Забывшись, он повернулся, чтобы продолжить разговор. Неудачный выбрал момент, потому что я как раз расстегнула рубашку и оттянула ворот, чтобы дать ему просохнуть.
Иверс застыл, беззастенчиво меня рассматривая.
–
Иверс моргнул и отвернулся.
– И не думал тебя обвинять. Все закончилось не так уж плохо. Мы открыли новый путь и теперь идем не по маршруту карты Лилля.
– Боковой проток был на ней отмечен?
– Да. Знаком опасности.
Мы замолчали. Профессор потянулся и зевнул.
– Давайте-ка отправляться на боковую. Предлагаю устроиться в камерах. Из пеленальных тряпок сделаем лежанки, у входов поставим крышки от ящиков. Они никого не остановят, но задержат хотя бы ненадолго. У костра будем дежурить. Я первый, потом Аджиб, потом Озия.

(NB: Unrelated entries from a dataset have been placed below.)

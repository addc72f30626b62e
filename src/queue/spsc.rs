use std::sync::atomic::{AtomicUsize, Ordering};

use crossbeam_utils::CachePadded;

use crate::ring::RingBuffer;

/// Bounded lock-free SPSC queue backing one inner sequence.
///
/// The producer is the inner's signalling thread (one signal at a time by
/// contract), the consumer is whichever thread currently owns the drain:
/// one logical producer, one logical consumer.
///
/// Synchronization follows the cursor protocol:
///
/// | Operation | Memory Ordering | Purpose |
/// |-----------|-----------------|---------|
/// | Read own cursor | `Relaxed` | Only one side modifies it |
/// | Read other's cursor | `Acquire` | See their writes to the buffer |
/// | Write own cursor | `Release` | Make buffer writes visible |
///
/// - Buffer full: `tail - head >= capacity`
/// - Buffer empty: `tail == head`
pub(crate) struct SpscRing<T> {
    buffer: RingBuffer<T>,
    /// Consumer's cursor - only advanced by the drain, read by the producer.
    head: CachePadded<AtomicUsize>,
    /// Producer's cursor - only advanced by the producer, read by the drain.
    tail: CachePadded<AtomicUsize>,
}

impl<T> SpscRing<T> {
    pub(crate) fn new(capacity: usize) -> Self {
        Self {
            buffer: RingBuffer::new(capacity),
            head: CachePadded::new(AtomicUsize::new(0)),
            tail: CachePadded::new(AtomicUsize::new(0)),
        }
    }

    /// Producer pushes a new value in the buffer.
    ///
    /// Returns the value back when the buffer is full so the caller can turn
    /// it into an overflow signal without losing it.
    pub(crate) fn push(&self, value: T) -> Result<(), T> {
        // Single producer: the only one controlling the tail
        let tail = self.tail.load(Ordering::Relaxed);

        // acquire-load: observe all reads performed by the consumer via release-store
        let head = self.head.load(Ordering::Acquire);

        if tail.wrapping_sub(head) >= self.buffer.capacity() {
            return Err(value);
        }

        let i = self.buffer.index(tail);

        // # Safety
        //
        // The cursor arithmetic above guarantees the cell at `i` was already
        // consumed (or never written), so writing cannot leak a value.
        unsafe { self.buffer.write(i, value) };

        // release-store: make sure that acquire-loads see also the previous writings on the buffer
        self.tail.store(tail.wrapping_add(1), Ordering::Release);

        Ok(())
    }

    /// Consumer takes the next value out of the buffer, if any.
    pub(crate) fn pop(&self) -> Option<T> {
        // Single consumer: the only one controlling the head
        let head = self.head.load(Ordering::Relaxed);

        // acquire-load: observe all writes performed by the producer via release-store
        let tail = self.tail.load(Ordering::Acquire);

        if tail == head {
            return None;
        }

        let i = self.buffer.index(head);

        // Safety: head < tail, so the cell is initialized and this is the
        // only read of it (the head advances right after).
        let out = unsafe { self.buffer.read(i) };

        // release-store: make sure that acquire-loads see also the previous readings on the buffer
        self.head.store(head.wrapping_add(1), Ordering::Release);

        Some(out)
    }

    pub(crate) fn is_empty(&self) -> bool {
        let head = self.head.load(Ordering::Relaxed);
        let tail = self.tail.load(Ordering::Acquire);
        tail == head
    }

    /// Approximate number of buffered items.
    pub(crate) fn len(&self) -> usize {
        let head = self.head.load(Ordering::Relaxed);
        let tail = self.tail.load(Ordering::Acquire);
        tail.wrapping_sub(head)
    }
}

unsafe impl<T: Send> Sync for SpscRing<T> {}
unsafe impl<T: Send> Send for SpscRing<T> {}

impl<T> Drop for SpscRing<T> {
    fn drop(&mut self) {
        // Safe using `get_mut`-style reads: &mut self guarantees exclusive
        // access and the owning Arc's drop synchronized with all Release stores.
        let head = self.head.load(Ordering::Relaxed);
        let tail = self.tail.load(Ordering::Relaxed);
        let count = tail.wrapping_sub(head);
        for s in 0..count {
            let i = self.buffer.index(head.wrapping_add(s));
            // Safe: these cells are initialized (producer wrote, consumer didn't read)
            unsafe { self.buffer.drop_in_place(i) };
        }
    }
}
use std::sync::atomic::{AtomicU64, Ordering};

use crossbeam_utils::CachePadded;

/// Sentinel demand meaning "effectively infinite": additions saturate here
/// and consumption no longer decrements.
pub const UNBOUNDED: u64 = u64::MAX;

/// Outstanding-demand counter.
///
/// Producers of demand ([`request`](crate::flow::Subscription::request))
/// add; the drain subtracts after successful emissions. The counter
/// saturates at [`UNBOUNDED`] and never goes negative: the drain only
/// subtracts what it has emitted, and it emits at most what it observed.
pub(crate) struct Demand(CachePadded<AtomicU64>);

impl Demand {
    pub(crate) fn new() -> Self {
        Self(CachePadded::new(AtomicU64::new(0)))
    }

    pub(crate) fn unbounded() -> Self {
        Self(CachePadded::new(AtomicU64::new(UNBOUNDED)))
    }

    #[inline]
    pub(crate) fn get(&self) -> u64 {
        self.0.load(Ordering::Acquire)
    }

    /// Adds `n`, saturating at [`UNBOUNDED`]. Returns the previous value.
    pub(crate) fn add(&self, n: u64) -> u64 {
        let mut cur = self.0.load(Ordering::Relaxed);
        loop {
            if cur == UNBOUNDED {
                return cur;
            }
            let next = cur.saturating_add(n);
            match self
                .0
                .compare_exchange_weak(cur, next, Ordering::AcqRel, Ordering::Relaxed)
            {
                Ok(prev) => return prev,
                Err(actual) => cur = actual,
            }
        }
    }

    /// Subtracts `n` emissions, unless the demand is unbounded.
    pub(crate) fn sub(&self, n: u64) {
        let mut cur = self.0.load(Ordering::Relaxed);
        loop {
            if cur == UNBOUNDED {
                return;
            }
            debug_assert!(cur >= n, "demand accounting underflow: {cur} - {n}");
            let next = cur.saturating_sub(n);
            match self
                .0
                .compare_exchange_weak(cur, next, Ordering::AcqRel, Ordering::Relaxed)
            {
                Ok(_) => return,
                Err(actual) => cur = actual,
            }
        }
    }
}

– Я тоже могу дежурить, – вызвалась я.
Иверс отрицательно мотнул головой, встал и повернулся, чтобы подбросить в костер топлива. Я потупилась, но повторила трюк Эвиты – продолжила наблюдать за профессором из-под опущенных век. Изучала плоский живот, дорожку волосков, бегущую ниже от широкой заросшей груди. Разглядывала все его синяки и ссадины.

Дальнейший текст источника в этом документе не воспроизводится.